A crazy idea - mark_script_ready()

This isn’t an April Fool’s joke. Let’s get that out of the way first. And this could be a stupid idea - let that be known second.

Drupal, Wordpress and many other frameworks go through a somewhat lengthy process before they really do anything. And this is repeated every page load. Wouldn’t it be nice to be able to bookmark the moment where the script begins branching out in reaction to whatever was in the request?

That’s the idea behind the mark_system_ready() function, or maybe statement. It tells the PHP engine to take it’s current state and save it. The next time this script is executed clone that state and start from there.

To fully take advantage of the presence of this function a CMS or framework would need to get as much code independent of the request ahead of this call as possible - but it might help in the speed process. Or it might be an impossible task depending on how the PHP engine actually works. Or the dumbest idea you’ll hear this month.

Thoughts?

It’s not the dumbest thing, but it’s also nothing new. It’s called caching… :wink:

3 Likes

I was thinking the same thing. Don’t most frameworks already do this?
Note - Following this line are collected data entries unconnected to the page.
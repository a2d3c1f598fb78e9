//! Date coercion for payload and query fields.
//!
//! Date-bearing fields (`eventDate`, `scheduledAt`, `dueDate`, and the
//! `dateStart`/`dateEnd` calendar filters) accept:
//!
//! - RFC 3339 strings (`2024-04-15T20:00:00Z`, `2024-04-15T20:00:00-03:00`),
//! - naive date-times, taken as UTC (`2024-04-15T20:00:00`, `2024-04-15 20:00:00.5`),
//! - plain dates, taken as midnight UTC (`2024-04-15`),
//! - integer epoch milliseconds (what a JavaScript `Date` coerces to).
//!
//! Everything is normalized to [`Timestamp`].

use std::fmt;

use chrono::{DateTime, NaiveDate, NaiveDateTime, Utc};
use serde::de::{self, Deserializer, Visitor};
use serde::Deserialize;

use crate::types::Timestamp;

const NAIVE_FORMATS: &[&str] = &["%Y-%m-%dT%H:%M:%S%.f", "%Y-%m-%d %H:%M:%S%.f", "%Y-%m-%dT%H:%M"];

/// Parse a date string in any of the accepted textual forms.
pub fn parse_timestamp(raw: &str) -> Option<Timestamp> {
    let raw = raw.trim();

    if let Ok(dt) = DateTime::parse_from_rfc3339(raw) {
        return Some(dt.with_timezone(&Utc));
    }
    for format in NAIVE_FORMATS {
        if let Ok(naive) = NaiveDateTime::parse_from_str(raw, format) {
            return Some(naive.and_utc());
        }
    }
    NaiveDate::parse_from_str(raw, "%Y-%m-%d")
        .ok()
        .and_then(|date| date.and_hms_opt(0, 0, 0))
        .map(|naive| naive.and_utc())
}

/// A timestamp that deserializes from a string or epoch milliseconds.
#[derive(Debug, Clone, Copy, PartialEq, Eq)]
pub struct FlexibleTimestamp(pub Timestamp);

impl<'de> Deserialize<'de> for FlexibleTimestamp {
    fn deserialize<D>(deserializer: D) -> Result<Self, D::Error>
    where
        D: Deserializer<'de>,
    {
        deserializer.deserialize_any(FlexibleTimestampVisitor)
    }
}

struct FlexibleTimestampVisitor;

impl Visitor<'_> for FlexibleTimestampVisitor {
    type Value = FlexibleTimestamp;

    fn expecting(&self, f: &mut fmt::Formatter) -> fmt::Result {
        f.write_str("an ISO-8601 date string or epoch milliseconds")
    }

    fn visit_str<E: de::Error>(self, v: &str) -> Result<Self::Value, E> {
        parse_timestamp(v)
            .map(FlexibleTimestamp)
            .ok_or_else(|| E::custom(format!("invalid date '{v}'")))
    }

    fn visit_i64<E: de::Error>(self, v: i64) -> Result<Self::Value, E> {
        DateTime::from_timestamp_millis(v)
            .map(FlexibleTimestamp)
            .ok_or_else(|| E::custom(format!("epoch milliseconds out of range: {v}")))
    }

    fn visit_u64<E: de::Error>(self, v: u64) -> Result<Self::Value, E> {
        let millis =
            i64::try_from(v).map_err(|_| E::custom(format!("epoch milliseconds out of range: {v}")))?;
        self.visit_i64(millis)
    }

    fn visit_f64<E: de::Error>(self, v: f64) -> Result<Self::Value, E> {
        if !v.is_finite() {
            return Err(E::custom("epoch milliseconds must be finite"));
        }
        self.visit_i64(v.trunc() as i64)
    }
}

/// `deserialize_with` target for a required date field.
pub fn required<'de, D>(deserializer: D) -> Result<Timestamp, D::Error>
where
    D: Deserializer<'de>,
{
    FlexibleTimestamp::deserialize(deserializer).map(|t| t.0)
}

/// `deserialize_with` target for an optional date field (`null` is `None`).
/// Pair with `#[serde(default)]`.
pub fn optional<'de, D>(deserializer: D) -> Result<Option<Timestamp>, D::Error>
where
    D: Deserializer<'de>,
{
    Option::<FlexibleTimestamp>::deserialize(deserializer).map(|t| t.map(|t| t.0))
}

/// `deserialize_with` target for a non-nullable date in an update DTO: absent
/// is `None`, `null` is an error. Pair with `#[serde(default)]`.
pub fn present<'de, D>(deserializer: D) -> Result<Option<Timestamp>, D::Error>
where
    D: Deserializer<'de>,
{
    crate::patch::not_null(deserializer).map(|t: Option<FlexibleTimestamp>| t.map(|t| t.0))
}

/// `deserialize_with` target for a nullable date in an update DTO: absent is
/// `None`, `null` is `Some(None)`. Pair with `#[serde(default)]`.
pub fn patch<'de, D>(deserializer: D) -> Result<Option<Option<Timestamp>>, D::Error>
where
    D: Deserializer<'de>,
{
    optional(deserializer).map(Some)
}

#[cfg(test)]
mod tests {
    use chrono::TimeZone;
    use serde::Deserialize;
    use serde_json::json;

    use super::*;

    fn utc(y: i32, mo: u32, d: u32, h: u32, mi: u32, s: u32) -> Timestamp {
        Utc.with_ymd_and_hms(y, mo, d, h, mi, s).unwrap()
    }

    #[test]
    fn parses_rfc3339_with_offset() {
        assert_eq!(
            parse_timestamp("2024-04-15T20:00:00-03:00"),
            Some(utc(2024, 4, 15, 23, 0, 0))
        );
    }

    #[test]
    fn parses_javascript_iso_string() {
        assert_eq!(
            parse_timestamp("2024-06-01T12:30:00.000Z"),
            Some(utc(2024, 6, 1, 12, 30, 0))
        );
    }

    #[test]
    fn naive_datetime_is_taken_as_utc() {
        assert_eq!(
            parse_timestamp("2024-06-01T12:30:00"),
            Some(utc(2024, 6, 1, 12, 30, 0))
        );
        assert_eq!(
            parse_timestamp("2024-06-01T12:30"),
            Some(utc(2024, 6, 1, 12, 30, 0))
        );
    }

    #[test]
    fn plain_date_is_midnight_utc() {
        assert_eq!(parse_timestamp("2024-04-15"), Some(utc(2024, 4, 15, 0, 0, 0)));
    }

    #[test]
    fn garbage_is_rejected() {
        assert_eq!(parse_timestamp("next tuesday"), None);
        assert_eq!(parse_timestamp(""), None);
    }

    #[derive(Debug, Deserialize)]
    struct Event {
        #[serde(deserialize_with = "required")]
        at: Timestamp,
        #[serde(default, deserialize_with = "optional")]
        due: Option<Timestamp>,
        #[serde(default, deserialize_with = "patch")]
        moved: Option<Option<Timestamp>>,
        #[serde(default, deserialize_with = "present")]
        shifted: Option<Timestamp>,
    }

    #[test]
    fn epoch_millis_are_accepted() {
        let event: Event = serde_json::from_value(json!({"at": 1_713_139_200_000_i64})).unwrap();
        assert_eq!(event.at, utc(2024, 4, 15, 0, 0, 0));
        assert_eq!(event.due, None);
    }

    #[test]
    fn patch_distinguishes_absent_from_null() {
        let absent: Event = serde_json::from_value(json!({"at": "2024-04-15"})).unwrap();
        assert_eq!(absent.moved, None);

        let cleared: Event =
            serde_json::from_value(json!({"at": "2024-04-15", "moved": null})).unwrap();
        assert_eq!(cleared.moved, Some(None));

        let set: Event =
            serde_json::from_value(json!({"at": "2024-04-15", "moved": "2024-05-01"})).unwrap();
        assert_eq!(set.moved, Some(Some(utc(2024, 5, 1, 0, 0, 0))));
    }

    #[test]
    fn invalid_string_fails_deserialization() {
        let result = serde_json::from_value::<Event>(json!({"at": "soon"}));
        assert!(result.is_err());
    }

    #[test]
    fn present_rejects_null_but_allows_absence() {
        let absent: Event = serde_json::from_value(json!({"at": "2024-04-15"})).unwrap();
        assert_eq!(absent.shifted, None);

        let moved: Event =
            serde_json::from_value(json!({"at": "2024-04-15", "shifted": "2024-04-16"})).unwrap();
        assert_eq!(moved.shifted, Some(utc(2024, 4, 16, 0, 0, 0)));

        let err = serde_json::from_value::<Event>(json!({"at": "2024-04-15", "shifted": null}));
        assert!(err.is_err());
    }
}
function reload_saved_state() {
	$requestHash = md5(serialize(array_merge($_GET, $_POST, $_SERVER['REQUEST_URI'])));	
	return unserialize(file_get_contents('./cache/' . $requestHash));
}


function mark_system_ready() {
	$requestHash = md5(serialize(array_merge($_GET, $_POST, $_SERVER['REQUEST_URI'])));	
	file_put_contents('./cache/' . $requestHash, serialize($app));	
}

As with most smart-ass responses, this one only indicates the reader was incapable of grasping the question put before them.

I’m well aware of what a cache is. Even if you cache you still have to redeclare the constants, actually execute the code that defines the classes and functions, and so on, so no, caching is not the same thing.

The idea is essentially to mark a point where the program can return to after completion to await the next http request. PHP does all this setup work and throws it away every time exit is reached. Even if caches are present, they still have to be loaded back in and serialized objects still have to be reconstituted.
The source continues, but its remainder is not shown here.